DALI pipeline can be run in one of the following ways:

Simple run method, which runs the computations and returns the results.

This option corresponds to the nvidia.dali.types.PipelineAPIType.BASIC() API type.
nvidia.dali.Pipeline.schedule_run(), nvidia.dali.Pipeline.share_outputs(), nvidia.dali.Pipeline.release_outputs() that allows a fine-grain control for the duration of the output buffers’ lifetime.

This option corresponds to the nvidia.dali.types.PipelineAPIType.SCHEDULED() API type.
Built-in iterators for PyTorch, JAX, PaddlePaddle, and TensorFlow.

This option corresponds to the nvidia.dali.types.PipelineAPIType.ITERATOR() API type.

The first API, nvidia.dali.Pipeline.run() method completes the following tasks:

Launches the DALI pipeline.
Executes the prefetch iterations if necessary.
Waits until the first batch is ready.
Returns the resulting buffers.

Buffers are marked as in-use until the next call to nvidia.dali.Pipeline.run(). This process can be wasteful because the data is usually copied to the DL framework’s native storage objects and DALI pipeline outputs could be returned to DALI for reuse.

The second API, which consists of nvidia.dali.Pipeline.schedule_run(), nvidia.dali.Pipeline.share_outputs(), and nvidia.dali.Pipeline.release_outputs() allows you to explicitly manage the lifetime of the output buffers. The nvidia.dali.Pipeline.schedule_run() method instructs DALI to prepare the next batch of data, and, if necessary, to prefetch. If the execution mode is set to asynchronous, this call returns immediately, without waiting for the results. This way, another task can be simultaneously executed. The data batch can be requested from DALI by calling nvidia.dali.Pipeline.share_outputs(), which returns the result buffer. If the data batch is not yet ready, DALI will wait for it. The data is ready as soon as the nvidia.dali.Pipeline.share_outputs`() is complete.

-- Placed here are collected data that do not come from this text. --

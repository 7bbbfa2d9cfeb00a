//! Given-When-Then harness for provider reducers
//!
//! A test names a starting state, one or more actions and the checks to run
//! afterwards. State checks see the state after the last action; effect checks
//! see the effects the last action returned.

#![allow(clippy::module_name_repetitions)] // ReducerTest is the natural name

use unit_frame_core::{effect::Effect, reducer::Reducer};

type StateCheck<S> = Box<dyn FnOnce(&S)>;
type EffectCheck<A> = Box<dyn FnOnce(&[Effect<A>])>;

/// Fluent reducer test
///
/// # Example
///
/// ```ignore
/// use unit_frame_testing::{assertions, ReducerTest};
///
/// ReducerTest::new(IFrameReducer::new().with_load_timeout(Some(Duration::from_secs(30))))
///     .with_env(FrameEnvironment::new(test_clock(), Arc::new(RecordingViewport::new())))
///     .given_state(IFrameState::new(&request, 0))
///     .when_action(IFrameAction::Mounted)
///     .when_action(IFrameAction::Resized { height: 480 })
///     .then_state(|state| assert!(state.has_loaded))
///     .then_effects(|effects| assertions::assert_cancels(effects, LOAD_TIMEOUT))
///     .run();
/// ```
pub struct ReducerTest<R: Reducer> {
    reducer: R,
    environment: Option<R::Environment>,
    state: Option<R::State>,
    actions: Vec<R::Action>,
    state_checks: Vec<StateCheck<R::State>>,
    effect_checks: Vec<EffectCheck<R::Action>>,
}

impl<R> ReducerTest<R>
where
    R: Reducer,
    R::State: 'static,
    R::Action: 'static,
{
    /// Start a test for `reducer`
    #[must_use]
    pub const fn new(reducer: R) -> Self {
        Self {
            reducer,
            environment: None,
            state: None,
            actions: Vec::new(),
            state_checks: Vec::new(),
            effect_checks: Vec::new(),
        }
    }

    /// Environment the reducer runs against
    #[must_use]
    pub fn with_env(mut self, env: R::Environment) -> Self {
        self.environment = Some(env);
        self
    }

    /// Starting state (Given)
    #[must_use]
    pub fn given_state(mut self, state: R::State) -> Self {
        self.state = Some(state);
        self
    }

    /// Append an action (When); actions are reduced in order
    #[must_use]
    pub fn when_action(mut self, action: R::Action) -> Self {
        self.actions.push(action);
        self
    }

    /// Check the final state (Then)
    #[must_use]
    pub fn then_state<F>(mut self, check: F) -> Self
    where
        F: FnOnce(&R::State) + 'static,
    {
        self.state_checks.push(Box::new(check));
        self
    }

    /// Check the effects of the last action (Then)
    #[must_use]
    pub fn then_effects<F>(mut self, check: F) -> Self
    where
        F: FnOnce(&[Effect<R::Action>]) + 'static,
    {
        self.effect_checks.push(Box::new(check));
        self
    }

    /// Reduce every action and run the checks
    ///
    /// # Panics
    ///
    /// Panics if the state, environment or actions are missing, or if a
    /// check fails.
    #[allow(clippy::expect_used, clippy::panic)] // Test harness
    pub fn run(self) {
        let mut state = self.state.expect("Initial state must be set with given_state()");
        let env = self
            .environment
            .expect("Environment must be set with with_env()");
        assert!(!self.actions.is_empty(), "At least one action must be set with when_action()");

        let mut effects = Vec::new();
        for action in self.actions {
            effects = self.reducer.reduce(&mut state, action, &env).into_vec();
        }

        for check in self.state_checks {
            check(&state);
        }
        for check in self.effect_checks {
            check(&effects);
        }
    }
}

/// Effect assertions for `then_effects`
pub mod assertions {
    use unit_frame_core::effect::{Effect, EffectId};

    /// The effect itself or, for a cancellable effect, the effect it wraps
    fn unwrapped<A>(effect: &Effect<A>) -> &Effect<A> {
        match effect {
            Effect::Cancellable { effect, .. } => unwrapped(effect),
            other => other,
        }
    }

    /// Assert that nothing but `Effect::None` was returned
    ///
    /// # Panics
    ///
    /// Panics if any real effect is present.
    #[allow(clippy::panic)] // Test assertion
    pub fn assert_no_effects<A: std::fmt::Debug>(effects: &[Effect<A>]) {
        assert!(
            effects.iter().all(Effect::is_none),
            "Expected no effects, but found {effects:?}"
        );
    }

    /// Assert the number of effects
    ///
    /// # Panics
    ///
    /// Panics if the number of effects doesn't match expected.
    #[allow(clippy::panic)] // Test assertion
    pub fn assert_effects_count<A>(effects: &[Effect<A>], expected: usize) {
        assert_eq!(
            effects.len(),
            expected,
            "Expected {expected} effects, but found {}",
            effects.len()
        );
    }

    /// Assert that at least one effect is a `Future`
    ///
    /// # Panics
    ///
    /// Panics if no Future effect is found.
    #[allow(clippy::panic)] // Test assertion
    pub fn assert_has_future_effect<A>(effects: &[Effect<A>]) {
        assert!(
            effects.iter().any(|e| matches!(unwrapped(e), Effect::Future(_))),
            "Expected at least one Future effect, but none found"
        );
    }

    /// Assert that at least one effect is a `Delay`, cancellable or not
    ///
    /// # Panics
    ///
    /// Panics if no Delay effect is found.
    #[allow(clippy::panic)] // Test assertion
    pub fn assert_has_delay_effect<A>(effects: &[Effect<A>]) {
        assert!(
            effects.iter().any(|e| matches!(unwrapped(e), Effect::Delay { .. })),
            "Expected at least one Delay effect, but none found"
        );
    }

    /// Assert that an effect was started under cancellation id `id`
    ///
    /// # Panics
    ///
    /// Panics if no effect carries `id`.
    #[allow(clippy::panic)] // Test assertion
    pub fn assert_cancellable<A>(effects: &[Effect<A>], id: EffectId) {
        assert!(
            effects
                .iter()
                .any(|e| matches!(e, Effect::Cancellable { id: found, .. } if *found == id)),
            "Expected an effect cancellable under {id}, but none found"
        );
    }

    /// Assert that the effects cancel `id`
    ///
    /// # Panics
    ///
    /// Panics if no `Effect::Cancel(id)` is found.
    #[allow(clippy::panic)] // Test assertion
    pub fn assert_cancels<A>(effects: &[Effect<A>], id: EffectId) {
        assert!(
            effects.iter().any(|e| matches!(e, Effect::Cancel(found) if *found == id)),
            "Expected {id} to be cancelled, but it was not"
        );
    }
}

#[cfg(test)]
mod tests {
    use super::*;
    use std::time::Duration;
    use unit_frame_core::effect::EffectId;
    use unit_frame_core::{smallvec, SmallVec};

    const SETTLE: EffectId = EffectId::new("settle");

    #[derive(Clone, Debug, Default)]
    struct Height {
        px: u32,
        settled: bool,
    }

    #[derive(Clone, Debug)]
    enum HeightAction {
        Watch,
        Reported(u32),
    }

    struct HeightReducer;

    impl Reducer for HeightReducer {
        type State = Height;
        type Action = HeightAction;
        type Environment = ();

        fn reduce(
            &self,
            state: &mut Height,
            action: HeightAction,
            (): &(),
        ) -> SmallVec<[Effect<HeightAction>; 4]> {
            match action {
                HeightAction::Watch => smallvec![Effect::Delay {
                    duration: Duration::from_secs(5),
                    action: Box::new(HeightAction::Reported(0)),
                }
                .cancellable(SETTLE)],
                HeightAction::Reported(px) => {
                    state.px = px;
                    if px > 0 && !state.settled {
                        state.settled = true;
                        smallvec![Effect::Cancel(SETTLE)]
                    } else {
                        smallvec![Effect::None]
                    }
                },
            }
        }
    }

    #[test]
    fn test_single_action() {
        ReducerTest::new(HeightReducer)
            .with_env(())
            .given_state(Height::default())
            .when_action(HeightAction::Watch)
            .then_state(|state| assert!(!state.settled))
            .then_effects(assertions::assert_has_delay_effect)
            .then_effects(|effects| assertions::assert_cancellable(effects, SETTLE))
            .run();
    }

    #[test]
    fn test_checks_see_last_action() {
        ReducerTest::new(HeightReducer)
            .with_env(())
            .given_state(Height::default())
            .when_action(HeightAction::Watch)
            .when_action(HeightAction::Reported(240))
            .then_state(|state| {
                assert_eq!(state.px, 240);
                assert!(state.settled);
            })
            .then_effects(|effects| {
                assertions::assert_effects_count(effects, 1);
                assertions::assert_cancels(effects, SETTLE);
            })
            .run();
    }

    #[test]
    fn test_no_effects_accepts_none() {
        assertions::assert_no_effects::<HeightAction>(&[Effect::None]);
        assertions::assert_no_effects::<HeightAction>(&[]);
    }

    #[test]
    #[should_panic(expected = "Expected at least one Future effect")]
    fn test_missing_future_fails() {
        assertions::assert_has_future_effect::<HeightAction>(&[Effect::Cancel(SETTLE)]);
    }
}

When the DALI buffers are no longer needed, because data was copied or has already been consumed, call nvidia.dali.Pipeline.release_outputs() to return the DALI buffers for reuse in subsequent iterations.

Built-in iterators use the second API to provide convenient wrappers for immediate use in Deep Learning Frameworks. The data is returned in the framework’s native buffers. The iterator’s implementation copies the data internally from DALI buffers and recycles the data by calling nvidia.dali.Pipeline.release_outputs().

We recommend that you do not mix the APIs. The APIs follow a different logic for the output buffer lifetime management, and the details of the process are subject to change without notice. Mixing the APIs might result in undefined behavior, such as a deadlock or an attempt to access an invalid buffer.